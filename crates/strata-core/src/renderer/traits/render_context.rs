// Copyright 2025 eraflo
//
// Licensed under the Apache License, Version 2.0 (the "License");
// you may not use this file except in compliance with the License.
// You may obtain a copy of the License at
//
//     http://www.apache.org/licenses/LICENSE-2.0
//
// Unless required by applicable law or agreed to in writing, software
// distributed under the License is distributed on an "AS IS" BASIS,
// WITHOUT WARRANTIES OR CONDITIONS OF ANY KIND, either express or implied.
// See the License for the specific language governing permissions and
// limitations under the License.

use crate::context::FlushOutcome;
use crate::renderer::api::{ClearFlags, DrawInfo};
use crate::renderer::error::RenderError;

/// The operations every context implementation provides.
///
/// The implementation is chosen once, when the context is created.
pub trait RenderContext {
    /// Draws primitives with the currently bound state and buffers.
    fn draw(&mut self, info: &DrawInfo) -> Result<(), RenderError>;

    /// Clears the selected attachments of the bound framebuffer.
    fn clear(
        &mut self,
        flags: ClearFlags,
        color: [f32; 4],
        depth: f64,
        stencil: u32,
    ) -> Result<(), RenderError>;

    /// Submits the commands recorded so far.
    fn flush(&mut self) -> Result<FlushOutcome, RenderError>;

    /// Tears the context down, releasing every resource it holds.
    fn destroy(self: Box<Self>);
}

*Instructions to follow:* Using the listing, copy every line where the word "under" shows up.

*Reply to the task:*
// Licensed under the Apache License, Version 2.0 (the "License");
// distributed under the License is distributed on an "AS IS" BASIS,
// limitations under the License.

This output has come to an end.